Digging Up the Past for Future Development

Digging Up the Past for Future Development

From his office on Main Street in Over-the-Rhine, W. Kevin Pape supervises some 75 historic-preservation/archeological-excavation projects at any one time all over the country.

Those projects, and the 48 full-time employees involved with them, might be as close as a couple blocks away, in Washington Park, where his firm has dug for remnants of an old cemetery (and its occupants) as part of an underground-garage construction project. Or they could be as afar as the Alaskan wilderness, where he’s in partnership with similar businesses to look for evidence of prehistoric/historic human habitation along the up-to-1,000-mile route of a proposed natural-gas pipeline.

These are aspects of the “cultural resource management” business, which Gray & Pape Inc. has been involved with since 1987. (Pape’s founding partner, Marcy Gray, retired in 2003.) The firm blends several challenging disciplines: archaeology, architecture, history, and science, making it in demand when projects spring up throughout North America.

“It’s the application of architectural history to the regulatory and construction environment,” Pape explains. “There are (federal) regulations that require construction projects to consider their effect on historic resources. For any given project, we will be asked to go out and determine if there are archeological sites, historic buildings, or cultural landscapes affected by the project. We’ll assess their significance and help clients to mitigate their impact.”

Digging in the Dirt

One example is the redevelopment of Washington Park. 3CDC, working with the Cincinnati Park Board, is doing a $47.3 million renovation of the Park, including an underground garage for visitors to nearby Music Hall. The historic park dates to 1855. It’s old, but what was underneath it is even older: Remnants of the Episcopal Cemetery and its “individuals” – as Pape delicately refers to the human remains. Pape’s firm was contracted to excavate the area in the way of the new construction’s footprint.

According to old maps on file at downtown’s Christ Church, this cemetery – one of two located on what is now Washington Park – may have once had as many as 2,200 graves. Those buried were supposed to have been disinterred and reburied elsewhere back when the cemetery ceased operation. But not everybody made the move.

What Pape has found has been mysterious. While his workers have counted remnants of 91 remaining graves, there appear to be more “individuals” than that. That matters for proper reburial – as well as for historical records. Some of the discrepancy can be accounted for because, in the rubble of old mausoleums, some sets of bones had been bundled and maybe stacked – a common practice in European ossuaries at the time.

“But there were other sets of remains commingled with the rubble,” Pape says. “So until we complete an analysis, we won’t know exactly how many individuals there are.” Elizabeth Murray, a forensics anthropologist and biology professor at College of Mt.

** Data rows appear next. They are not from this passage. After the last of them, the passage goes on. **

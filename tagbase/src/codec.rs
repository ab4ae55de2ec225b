//! Value encoding and decoding
//!
//! Converts between the raw byte image of a tag and [`TagValue`]s. Multi-byte
//! primitives are stored little-endian; BOOL elements are single bits,
//! numbered from the least significant bit of each byte.

use crate::types::{DataType, Primitive, Result, TagError, TagValue};
use byteorder::{ByteOrder, LittleEndian};
use std::cmp::Ordering;

/// Read one bit from a byte image
pub fn get_bit(data: &[u8], bit: u64) -> bool {
    let byte_idx = (bit / 8) as usize;
    let bit_in_byte = bit % 8;
    (data[byte_idx] >> bit_in_byte) & 0x01 != 0
}

/// Set or clear one bit in a byte image
pub fn set_bit(data: &mut [u8], bit: u64, value: bool) {
    let byte_idx = (bit / 8) as usize;
    let mask = 0x01u8 << (bit % 8);
    if value {
        data[byte_idx] |= mask;
    } else {
        data[byte_idx] &= !mask;
    }
}

/// Decode a byte-aligned primitive (not BOOL) from its little-endian bytes
pub fn decode_primitive(primitive: Primitive, bytes: &[u8]) -> TagValue {
    match primitive {
        Primitive::Bool => TagValue::Bool(bytes[0] & 0x01 != 0),
        Primitive::Byte => TagValue::Uint(bytes[0] as u64),
        Primitive::Sint => TagValue::Int(bytes[0] as i8 as i64),
        Primitive::Word | Primitive::Uint => TagValue::Uint(LittleEndian::read_u16(bytes) as u64),
        Primitive::Int => TagValue::Int(LittleEndian::read_i16(bytes) as i64),
        Primitive::Dword | Primitive::Udint | Primitive::Time => {
            TagValue::Uint(LittleEndian::read_u32(bytes) as u64)
        }
        Primitive::Dint => TagValue::Int(LittleEndian::read_i32(bytes) as i64),
        Primitive::Real => TagValue::Real(LittleEndian::read_f32(bytes) as f64),
        Primitive::Lword | Primitive::Ulint => TagValue::Uint(LittleEndian::read_u64(bytes)),
        Primitive::Lint => TagValue::Int(LittleEndian::read_i64(bytes)),
        Primitive::Lreal => TagValue::Real(LittleEndian::read_f64(bytes)),
    }
}

/// Encode a scalar into a byte-aligned primitive
///
/// Integers are truncated to the declared width. Integers may be written to
/// REAL/LREAL; floats, booleans and aggregates are rejected for integer
/// kinds.
pub fn encode_primitive(primitive: Primitive, value: &TagValue, out: &mut [u8]) -> Result<()> {
    if primitive.is_float() {
        let v = match value {
            TagValue::Int(_) | TagValue::Uint(_) | TagValue::Real(_) => value.as_f64(),
            _ => None,
        }
        .ok_or_else(|| mismatch(primitive, value))?;

        if primitive == Primitive::Real {
            LittleEndian::write_f32(out, v as f32);
        } else {
            LittleEndian::write_f64(out, v);
        }
        return Ok(());
    }

    let raw: u64 = match value {
        TagValue::Int(v) => *v as u64,
        TagValue::Uint(v) => *v,
        _ => return Err(mismatch(primitive, value)),
    };

    match primitive.bits() {
        8 => out[0] = raw as u8,
        16 => LittleEndian::write_u16(out, raw as u16),
        32 => LittleEndian::write_u32(out, raw as u32),
        64 => LittleEndian::write_u64(out, raw),
        _ => return Err(mismatch(primitive, value)),
    }
    Ok(())
}

/// Reject an integer the primitive cannot hold without truncation
///
/// Non-integer values and float kinds pass; `encode_primitive` decides
/// whether they can be stored at all.
pub fn check_range(primitive: Primitive, value: &TagValue) -> Result<()> {
    if primitive.is_float() || primitive == Primitive::Bool {
        return Ok(());
    }
    let v = match value {
        TagValue::Int(v) => *v as i128,
        TagValue::Uint(v) => *v as i128,
        _ => return Ok(()),
    };
    let bits = primitive.bits();
    let (min, max) = if primitive.is_signed() {
        (-(1i128 << (bits - 1)), (1i128 << (bits - 1)) - 1)
    } else {
        (0, (1i128 << bits) - 1)
    };
    if v < min || v > max {
        return Err(TagError::OutOfRange(format!(
            "{} is outside {} ({}..={})",
            value, primitive, min, max
        )));
    }
    Ok(())
}

fn mismatch(primitive: Primitive, value: &TagValue) -> TagError {
    TagError::TypeMismatch(format!("cannot store {:?} in {}", value, primitive))
}

/// Compare two encoded values of the same primitive kind
pub fn compare(primitive: Primitive, a: &[u8], b: &[u8]) -> Option<Ordering> {
    match (decode_primitive(primitive, a), decode_primitive(primitive, b)) {
        (TagValue::Int(x), TagValue::Int(y)) => Some(x.cmp(&y)),
        (TagValue::Uint(x), TagValue::Uint(y)) => Some(x.cmp(&y)),
        (TagValue::Real(x), TagValue::Real(y)) => x.partial_cmp(&y),
        _ => None,
    }
}

/// Absolute difference between two encoded values of the same kind
pub fn difference(primitive: Primitive, a: &[u8], b: &[u8]) -> f64 {
    match (decode_primitive(primitive, a), decode_primitive(primitive, b)) {
        (TagValue::Int(x), TagValue::Int(y)) => (x as i128 - y as i128).unsigned_abs() as f64,
        (TagValue::Uint(x), TagValue::Uint(y)) => x.abs_diff(y) as f64,
        (TagValue::Real(x), TagValue::Real(y)) => (x - y).abs(),
        _ => 0.0,
    }
}

/// Decode `count` elements of `data_type` starting at `bit_offset`
///
/// A count of one yields a scalar (or compound) value, anything else an
/// array.
pub fn decode_region(image: &[u8], bit_offset: u64, data_type: &DataType, count: u32) -> TagValue {
    if count == 1 {
        return decode_element(image, bit_offset, data_type);
    }
    let step = data_type.element_bits();
    TagValue::Array(
        (0..count as u64)
            .map(|i| decode_element(image, bit_offset + i * step, data_type))
            .collect(),
    )
}

fn decode_element(image: &[u8], bit_offset: u64, data_type: &DataType) -> TagValue {
    match data_type {
        DataType::Primitive(Primitive::Bool) => TagValue::Bool(get_bit(image, bit_offset)),
        DataType::Primitive(p) => {
            let start = (bit_offset / 8) as usize;
            decode_primitive(*p, &image[start..start + p.bytes()])
        }
        DataType::Compound(compound) => TagValue::Compound(
            compound
                .members()
                .iter()
                .map(|m| {
                    (
                        m.name.clone(),
                        decode_region(image, bit_offset + m.bit_offset, &m.data_type, m.count),
                    )
                })
                .collect(),
        ),
    }
}

/// Encode `value` as `count` elements of `data_type` at `bit_offset`
///
/// Every bit written is also set in `mask`, so the caller can merge the
/// result into the stored image without touching anything else. Omitted
/// compound members and trailing array elements are left unmasked.
pub fn encode_region(
    value: &TagValue,
    data_type: &DataType,
    count: u32,
    bit_offset: u64,
    data: &mut [u8],
    mask: &mut [u8],
) -> Result<()> {
    if count == 1 {
        return encode_element(value, data_type, bit_offset, data, mask);
    }

    let items = match value {
        TagValue::Array(items) => items,
        other => {
            return Err(TagError::TypeMismatch(format!(
                "expected an array of {} {} values, got {}",
                count, data_type, other
            )))
        }
    };
    if items.len() > count as usize {
        return Err(TagError::OutOfRange(format!(
            "{} values given for {} elements",
            items.len(),
            count
        )));
    }

    let step = data_type.element_bits();
    for (i, item) in items.iter().enumerate() {
        encode_element(item, data_type, bit_offset + i as u64 * step, data, mask)?;
    }
    Ok(())
}

fn encode_element(
    value: &TagValue,
    data_type: &DataType,
    bit_offset: u64,
    data: &mut [u8],
    mask: &mut [u8],
) -> Result<()> {
    match data_type {
        DataType::Primitive(Primitive::Bool) => match value {
            TagValue::Bool(b) => {
                set_bit(data, bit_offset, *b);
                set_bit(mask, bit_offset, true);
                Ok(())
            }
            other => Err(mismatch(Primitive::Bool, other)),
        },
        DataType::Primitive(p) => {
            let start = (bit_offset / 8) as usize;
            let end = start + p.bytes();
            encode_primitive(*p, value, &mut data[start..end])?;
            mask[start..end].fill(0xFF);
            Ok(())
        }
        DataType::Compound(compound) => {
            let members = match value {
                TagValue::Compound(members) => members,
                other => {
                    return Err(TagError::TypeMismatch(format!(
                        "expected a {} value, got {}",
                        compound.name(),
                        other
                    )))
                }
            };
            for (name, member_value) in members {
                let member = compound.member(name).ok_or_else(|| TagError::UnknownMember {
                    path: compound.name().to_string(),
                    member: name.clone(),
                })?;
                encode_region(
                    member_value,
                    &member.data_type,
                    member.count,
                    bit_offset + member.bit_offset,
                    data,
                    mask,
                )?;
            }
            Ok(())
        }
    }
}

St. Joseph, is doing an analysis.

But Pape has his ideas on why the dig appears to have found more bodies than graves. “If you recognize the Episcopal Cemetery was active between 1817 and 1855, during that period Cincinnati suffered cholera epidemics, particularly the severe epidemic of 1849. I have to suspect for that reason alone the cemetery became overcrowded. What happened with the epidemic is you’d get a lot of people who’d die at the same time, even within families, so you’d tend to get multiple burials.”

Pape also has explanations as to why any graves are still there at all. “Some of the records indicate some families may have taken money in lieu of removing remains,” he says. “In other instances, it’s pretty clear families moved on and couldn’t be located, so you would expect their remains to still be there. Also, at that time there was a sense that victims of the cholera epidemic might not be disinterred because infection could still be live – people were not sure about that.” (That is not the case, Pape says.)

The Last Frontier

Pape also monitors the aforementioned Alaska job. It will take five years for his phase to be done. While he travels there for occasional management meetings, he doesn’t go into the field to do actual survey work. He’s not allowed to do that unless he gets proper training, since the pipeline will travel through some rugged territory, even Arctic terrain.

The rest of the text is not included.